Acertó a oír esto un hombre que pasaba por el camino y, curioso, se acercó a la ventana. ¿Qué decía usted?

– Mire usted, buen hombre, decía desde dentro del saco, que me quieren casar con la hija del rey, y yo no quiero.

– ¡Ay, me caso yo! Salga de ahí para ponerme yo. Usted después cierre el saco, ¿quiere?

– Sí, señor, sí.

Y dicho y hecho. El hombre salió del saco y el otro se metió. El vendedor del burro y del sombrero saltó por la ventana y escapó corriendo.

El hombre que había comido un rato después, pago al mesonero, y cogió el saco. Y siguió camino. Pero al cabo de la tarde llegó a un puente alto por debajo del cual pasaba un río muy profundo. Y murmurando en alta dijo:

– Ahora, trapacero, vas a ver lo que es bueno. Desde esta altura voy a tirarte al río. Ya no venderás más burros ni más sombreros. Bien merecido lo tienes.

Pero el nuevo hombre del saco al darse cuenta, empezó a gritar:

– ¡Ay, ay, señor, que yo no fui. Yo no fui.

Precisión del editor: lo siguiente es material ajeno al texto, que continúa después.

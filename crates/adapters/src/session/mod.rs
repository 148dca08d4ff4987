// SPDX-License-Identifier: BUSL-1.1
// Copyright (c) 2026 Alfred Jean LLC

//! The Session Runner: spawns the external agent and streams its
//! line-delimited JSON output.

mod claude;
pub mod envelope;
pub mod parser;

#[cfg(any(test, feature = "test-support"))]
pub mod fake;

pub use claude::ClaudeSessionRunner;
pub use envelope::AgentEnvelope;
pub use parser::{ParseOutcome, SessionLogParser};

use async_trait::async_trait;
use std::path::PathBuf;
use std::sync::atomic::{AtomicBool, AtomicU32, Ordering};
use std::sync::Arc;
use thiserror::Error;
use tokio::sync::oneshot;

/// Errors the session runner can surface.
#[derive(Debug, Error)]
pub enum SessionError {
    #[error("failed to spawn agent: {0}")]
    SpawnFailed(String),
    #[error("agent process error: {0}")]
    ProcessError(String),
}

/// Configuration for one session attempt.
#[derive(Debug, Clone)]
pub struct SpawnConfig {
    pub command: String,
    pub prompt: String,
    pub resume_session_id: Option<String>,
    pub cwd: PathBuf,
    pub env: Vec<(String, String)>,
    /// Caps the session at N turns via `--max-turns`; `None` means
    /// unbounded (a follow-up session gets a shorter turn limit than the first).
    pub max_turns: Option<u32>,
}

/// Callback invoked at each turn boundary with the running turn count
/// at each turn boundary invokes an optional callback.
pub type TurnBoundaryFn = Arc<dyn Fn(u32) + Send + Sync>;

/// Terminal outcome of a session, as recorded from the `result` envelope
/// or, on a pause/crash, from whatever was observed before it exited.
#[derive(Debug, Clone, Default)]
pub struct SessionOutcome {
    pub num_turns: u32,
    pub total_cost_usd: f64,
    pub session_id: Option<String>,
    pub graceful_pause: bool,
    /// Set when the `result` envelope carried `subtype = "error_tool_use"`,
    /// or the process exited non-zero without a terminal envelope.
    pub error: Option<String>,
    pub invalid_lines: u32,
}

/// Spawns the agent subprocess and streams its output.
///
/// Implementations are pure collaborators injected at construction; the
/// controller drives exactly one at a time per bead attempt.
#[async_trait]
pub trait SessionRunner: Send + Sync + 'static {
    /// Spawn the agent. Returns an error iff spawning itself fails; stream
    /// parse errors and process-level failures surface through
    /// [`SessionHandle::wait`] instead.
    async fn start(
        &self,
        config: SpawnConfig,
        on_turn: TurnBoundaryFn,
    ) -> Result<SessionHandle, SessionError>;
}

/// A running (or just-finished) session. Shared state is cheap to clone;
/// `wait` consumes the handle.
pub struct SessionHandle {
    pause_requested: Arc<AtomicBool>,
    turn_count: Arc<AtomicU32>,
    kill_tx: Option<oneshot::Sender<()>>,
    outcome_rx: oneshot::Receiver<Result<SessionOutcome, SessionError>>,
    stderr: Arc<parking_lot::Mutex<String>>,
}

impl SessionHandle {
    pub(crate) fn new(
        pause_requested: Arc<AtomicBool>,
        turn_count: Arc<AtomicU32>,
        kill_tx: oneshot::Sender<()>,
        outcome_rx: oneshot::Receiver<Result<SessionOutcome, SessionError>>,
        stderr: Arc<parking_lot::Mutex<String>>,
    ) -> Self {
        Self {
            pause_requested,
            turn_count,
            kill_tx: Some(kill_tx),
            outcome_rx,
            stderr,
        }
    }

    /// Cooperative flag checked at turn boundaries.
    pub fn request_pause(&self) {
        self.pause_requested.store(true, Ordering::SeqCst);
    }

    pub fn pause_requested(&self) -> bool {
        self.pause_requested.load(Ordering::SeqCst)
    }

    pub fn turn_count(&self) -> u32 {
        self.turn_count.load(Ordering::SeqCst)
    }

    /// Idempotent: a second call after the kill channel is already consumed
    /// is a no-op: sending SIGKILL to an already-dead process is idempotent.
    pub fn stop(&mut self) {
        if let Some(tx) = self.kill_tx.take() {
            let _ = tx.send(());
        }
    }

    /// Captured stderr so far, for error reporting.
    pub fn stderr(&self) -> String {
        self.stderr.lock().clone()
    }

    /// Blocks until the subprocess exits and the parser drains its stream.
    /// Takes `&mut self` (not by value) so a caller can race it against
    /// signal channels in the same `select!` while still holding `stop`/
    /// `request_pause` available on other branches.
    pub async fn wait(&mut self) -> Result<SessionOutcome, SessionError> {
        match (&mut self.outcome_rx).await {
            Ok(result) => result,
            Err(_) => Err(SessionError::ProcessError(
                "session task ended without reporting an outcome".into(),
            )),
        }
    }
}
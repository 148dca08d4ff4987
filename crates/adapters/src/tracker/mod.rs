// SPDX-License-Identifier: BUSL-1.1
// Copyright (c) 2026 Alfred Jean LLC

//! Typed facade over the external issue-tracker CLI.

mod br;
#[cfg(any(test, feature = "test-support"))]
pub mod fake;

pub use br::{BrTrackerClient, CommandOutput, CommandRunner, RealCommandRunner};

use async_trait::async_trait;
use drain_core::{Bead, BeadId, BeadStatus};
use serde::{Deserialize, Serialize};
use thiserror::Error;

/// Errors a tracker call can surface. All are treated as transient/retryable
/// by the caller; this crate itself does not retry.
#[derive(Debug, Error)]
pub enum TrackerError {
    #[error("failed to spawn tracker command: {0}")]
    Spawn(String),
    #[error("tracker command timed out after {0:?}")]
    Timeout(std::time::Duration),
    #[error("tracker command exited with status {status}: {stderr}")]
    NonZeroExit { status: i32, stderr: String },
    #[error("failed to parse tracker output: {0}")]
    Parse(#[from] serde_json::Error),
}

/// Optional filter for `list`.
#[derive(Debug, Clone, Default, PartialEq, Eq)]
pub struct StatusFilter {
    pub status: Option<String>,
}

/// Optional filter for `ready`.
#[derive(Debug, Clone, Default, PartialEq, Eq)]
pub struct ReadyFilter {
    pub label: Option<String>,
    pub unassigned_only: bool,
}

/// One row of `close_eligible_epics()`'s result.
#[derive(Debug, Clone, PartialEq, Eq, Serialize, Deserialize)]
pub struct ClosedEpic {
    pub id: BeadId,
    pub title: String,
    pub dependent_count: u32,
}

/// A typed facade over the tracker CLI. Implementations are pure: they
/// format argv, invoke a configured command-runner, and parse JSON. They
/// Must not cache — every call is a fresh query.
#[async_trait]
pub trait TrackerClient: Send + Sync + 'static {
    async fn show(&self, id: &BeadId) -> Result<Option<Bead>, TrackerError>;
    async fn list(&self, filter: Option<StatusFilter>) -> Result<Vec<Bead>, TrackerError>;
    async fn ready(&self, filter: ReadyFilter) -> Result<Vec<Bead>, TrackerError>;
    async fn labels(&self, id: &BeadId) -> Result<Vec<String>, TrackerError>;
    async fn update_status(
        &self,
        id: &BeadId,
        status: BeadStatus,
        notes: &str,
    ) -> Result<(), TrackerError>;
    async fn comment(&self, id: &BeadId, message: &str) -> Result<(), TrackerError>;
    async fn close(&self, id: &BeadId, reason: &str) -> Result<(), TrackerError>;
    async fn close_eligible_epics(&self) -> Result<Vec<ClosedEpic>, TrackerError>;
}
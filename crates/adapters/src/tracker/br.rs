// SPDX-License-Identifier: BUSL-1.1
// Copyright (c) 2026 Alfred Jean LLC

//! CLI-subprocess-backed [`TrackerClient`] wrapping the `br` binary.

use super::{ClosedEpic, ReadyFilter, StatusFilter, TrackerClient, TrackerError};
use async_trait::async_trait;
use drain_core::{Bead, BeadId, BeadStatus};
use std::path::PathBuf;
use std::sync::Arc;
use std::time::Duration;

/// Default per-call timeout.
pub const DEFAULT_TIMEOUT: Duration = Duration::from_secs(30);
/// Timeout for the cheaper `show` call.
pub const SHOW_TIMEOUT: Duration = Duration::from_secs(5);

/// Raw result of invoking the tracker command.
#[derive(Debug, Clone)]
pub struct CommandOutput {
    pub status: i32,
    pub stdout: Vec<u8>,
    pub stderr: String,
}

impl CommandOutput {
    fn ensure_success(&self) -> Result<(), TrackerError> {
        if self.status == 0 {
            Ok(())
        } else {
            Err(TrackerError::NonZeroExit {
                status: self.status,
                stderr: self.stderr.clone(),
            })
        }
    }
}

/// Abstracts subprocess invocation so the tracker client's argv-building and
/// JSON-parsing logic can be tested without a real `br` binary on PATH.
#[async_trait]
pub trait CommandRunner: Send + Sync + 'static {
    async fn run(&self, args: &[String], timeout: Duration) -> Result<CommandOutput, TrackerError>;
}

/// Production runner: spawns the configured binary as a child process.
pub struct RealCommandRunner {
    binary: PathBuf,
}

impl RealCommandRunner {
    pub fn new(binary: impl Into<PathBuf>) -> Self {
        Self {
            binary: binary.into(),
        }
    }
}

#[async_trait]
impl CommandRunner for RealCommandRunner {
    async fn run(&self, args: &[String], timeout: Duration) -> Result<CommandOutput, TrackerError> {
        let mut command = tokio::process::Command::new(&self.binary);
        command.args(args);
        command.stdout(std::process::Stdio::piped());
        command.stderr(std::process::Stdio::piped());

        let spawn = command
            .spawn()
            .map_err(|e| TrackerError::Spawn(e.to_string()))?;

        let output = tokio::time::timeout(timeout, spawn.wait_with_output())
            .await
            .map_err(|_| TrackerError::Timeout(timeout))?
            .map_err(|e| TrackerError::Spawn(e.to_string()))?;

        Ok(CommandOutput {
            status: output.status.code().unwrap_or(-1),
            stdout: output.stdout,
            stderr: String::from_utf8_lossy(&output.stderr).into_owned(),
        })
    }
}

/// Typed facade over `br`. Holds no state beyond the runner: every call
/// formats argv fresh and invokes the runner.
#[derive(Clone)]
pub struct BrTrackerClient {
    runner: Arc<dyn CommandRunner>,
    default_timeout: Duration,
    show_timeout: Duration,
}

impl BrTrackerClient {
    pub fn new(runner: Arc<dyn CommandRunner>) -> Self {
        Self {
            runner,
            default_timeout: DEFAULT_TIMEOUT,
            show_timeout: SHOW_TIMEOUT,
        }
    }

    pub fn with_timeouts(mut self, default_timeout: Duration, show_timeout: Duration) -> Self {
        self.default_timeout = default_timeout;
        self.show_timeout = show_timeout;
        self
    }

    async fn run_json(&self, args: Vec<String>, timeout: Duration) -> Result<serde_json::Value, TrackerError> {
        let output = self.runner.run(&args, timeout).await?;
        output.ensure_success()?;
        if output.stdout.is_empty() {
            return Ok(serde_json::Value::Null);
        }
        Ok(serde_json::from_slice(&output.stdout)?)
    }

    async fn run_void(&self, args: Vec<String>, timeout: Duration) -> Result<(), TrackerError> {
        let output = self.runner.run(&args, timeout).await?;
        output.ensure_success()
    }

    /// `list` output sometimes omits `parent`; top up any bead with no parent
    /// via an individual `show` call. Deliberate N+1: genuinely parentless
    /// beads just pay one harmless extra round trip.
    async fn top_up_parents(&self, mut beads: Vec<Bead>) -> Result<Vec<Bead>, TrackerError> {
        for bead in &mut beads {
            if bead.parent.is_none() {
                if let Some(full) = self.show(&bead.id).await? {
                    bead.parent = full.parent;
                }
            }
        }
        Ok(beads)
    }
}

#[async_trait]
impl TrackerClient for BrTrackerClient {
    async fn show(&self, id: &BeadId) -> Result<Option<Bead>, TrackerError> {
        let args = vec!["show".into(), "--json".into(), id.as_str().into()];
        let value = self.run_json(args, self.show_timeout).await?;
        if value.is_null() {
            return Ok(None);
        }
        Ok(Some(serde_json::from_value(value)?))
    }

    async fn list(&self, filter: Option<StatusFilter>) -> Result<Vec<Bead>, TrackerError> {
        let mut args = vec!["list".into(), "--json".into()];
        if let Some(filter) = filter {
            if let Some(status) = filter.status {
                args.push("--status".into());
                args.push(status);
            }
        }
        let value = self.run_json(args, self.default_timeout).await?;
        let beads: Vec<Bead> = if value.is_null() {
            Vec::new()
        } else {
            serde_json::from_value(value)?
        };
        self.top_up_parents(beads).await
    }

    async fn ready(&self, filter: ReadyFilter) -> Result<Vec<Bead>, TrackerError> {
        let mut args = vec!["ready".into(), "--json".into()];
        if let Some(label) = filter.label {
            args.push("--label".into());
            args.push(label);
        }
        if filter.unassigned_only {
            args.push("--unassigned-only".into());
        }
        let value = self.run_json(args, self.default_timeout).await?;
        if value.is_null() {
            return Ok(Vec::new());
        }
        Ok(serde_json::from_value(value)?)
    }

    async fn labels(&self, id: &BeadId) -> Result<Vec<String>, TrackerError> {
        let args = vec!["labels".into(), "--json".into(), id.as_str().into()];
        let value = self.run_json(args, self.default_timeout).await?;
        if value.is_null() {
            return Ok(Vec::new());
        }
        Ok(serde_json::from_value(value)?)
    }

    async fn update_status(
        &self,
        id: &BeadId,
        status: BeadStatus,
        notes: &str,
    ) -> Result<(), TrackerError> {
        let args = vec![
            "update".into(),
            id.as_str().into(),
            "--status".into(),
            status.to_string(),
            "--notes".into(),
            notes.into(),
        ];
        self.run_void(args, self.default_timeout).await
    }

    async fn comment(&self, id: &BeadId, message: &str) -> Result<(), TrackerError> {
        let args = vec!["comment".into(), id.as_str().into(), message.into()];
        self.run_void(args, self.default_timeout).await
    }

    async fn close(&self, id: &BeadId, reason: &str) -> Result<(), TrackerError> {
        let args = vec![
            "close".into(),
            id.as_str().into(),
            "--reason".into(),
            reason.into(),
        ];
        self.run_void(args, self.default_timeout).await
    }

    async fn close_eligible_epics(&self) -> Result<Vec<ClosedEpic>, TrackerError> {
        let args = vec!["epic".into(), "close-eligible".into(), "--json".into()];
        let value = self.run_json(args, self.default_timeout).await?;
        if value.is_null() {
            return Ok(Vec::new());
        }
        Ok(serde_json::from_value(value)?)
    }
}
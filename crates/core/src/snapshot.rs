// SPDX-License-Identifier: BUSL-1.1
// Copyright (c) 2026 Alfred Jean LLC

//! The durable state-file schema.
//!
//! Plain data: no I/O. [`StateSink`](../../drain_storage) owns reading,
//! atomically writing, and versioning this shape; [`Controller`]
//! (../../drain_engine) owns applying it back to runtime state on restore.

use crate::bead::BeadId;
use crate::event::StallType;
use crate::history::HistoryEntry;
use chrono::{DateTime, Utc};
use serde::{Deserialize, Serialize};
use std::collections::HashMap;

/// Current schema major version. Readers MUST refuse newer majors
/// Loading refuses a file from a newer, incompatible major version.
pub const STATE_SCHEMA_VERSION: u32 = 1;

#[derive(Debug, Clone, PartialEq, Serialize, Deserialize)]
pub struct StateSnapshot {
    pub version: u32,
    pub updated_at: DateTime<Utc>,
    #[serde(default)]
    pub history: HashMap<BeadId, HistoryEntry>,
    #[serde(default)]
    pub active_top_level: Option<BeadId>,
    #[serde(default)]
    pub active_top_level_title: Option<String>,
    #[serde(default)]
    pub stalled_bead_id: Option<BeadId>,
    #[serde(default)]
    pub stalled_bead_title: Option<String>,
    #[serde(default)]
    pub stall_reason: Option<String>,
    #[serde(default)]
    pub stalled_at: Option<DateTime<Utc>>,
    #[serde(default)]
    pub stall_type: Option<StallType>,
    #[serde(default)]
    pub created_beads: Vec<BeadId>,
}

impl StateSnapshot {
    pub fn empty(now: DateTime<Utc>) -> Self {
        Self {
            version: STATE_SCHEMA_VERSION,
            updated_at: now,
            history: HashMap::new(),
            active_top_level: None,
            active_top_level_title: None,
            stalled_bead_id: None,
            stalled_bead_title: None,
            stall_reason: None,
            stalled_at: None,
            stall_type: None,
            created_beads: Vec::new(),
        }
    }
}
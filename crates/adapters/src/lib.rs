// SPDX-License-Identifier: BUSL-1.1
// Copyright (c) 2026 Alfred Jean LLC

// Allow panic!/unwrap/expect in test code
#![cfg_attr(test, allow(clippy::panic))]
#![cfg_attr(test, allow(clippy::unwrap_used))]
#![cfg_attr(test, allow(clippy::expect_used))]

//! drain-adapters: external collaborators named as interfaces —
//! the tracker CLI (`br`) and the agent subprocess (`claude`) — behind
//! `async-trait` traits injected at construction.

pub mod session;
pub mod tracker;

pub use session::{
    AgentEnvelope, ClaudeSessionRunner, SessionError, SessionHandle, SessionOutcome,
    SessionRunner, SpawnConfig, TurnBoundaryFn,
};
pub use tracker::{
    BrTrackerClient, ClosedEpic, CommandOutput, CommandRunner, ReadyFilter, RealCommandRunner,
    StatusFilter, TrackerClient, TrackerError,
};

#[cfg(any(test, feature = "test-support"))]
pub use session::fake::FakeSessionRunner;
#[cfg(any(test, feature = "test-support"))]
pub use tracker::fake::FakeTrackerClient;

Pero el hombre no hizo caso y tiró el saco al río.

Pasó el tiempo. Pero un día el comprador del burro y del sombrero vio que venía por el camino una manada de cerdos gordos y coloradotes. Detrás, conduciéndolos venía un hombre. ¿Quién sería? ¿No lo adivináis? Era el vendedor, el que decía que lo querían casar con la hija del rey…

– ¿Cómo? Es que no se ahogó usted dentro del saco, en el río.

– ¡Que va! El río es profundo, es cierto, pero está el fondo lleno de monedas de oro. Yo recogí las que me pareció y con ellas compré estos cerdos. Ahora, ya gordos, voy al mercado para venderlos a buen precio.

– ¿Qué me dice?

– Lo que oye.

– Ahora mismo voy yo al puente para tirarme al río. Cogeré monedas también.

Y se fue. Se tiró. Han pasado ya muchos cientos de años y no se supo más de él. Nadie lo vio.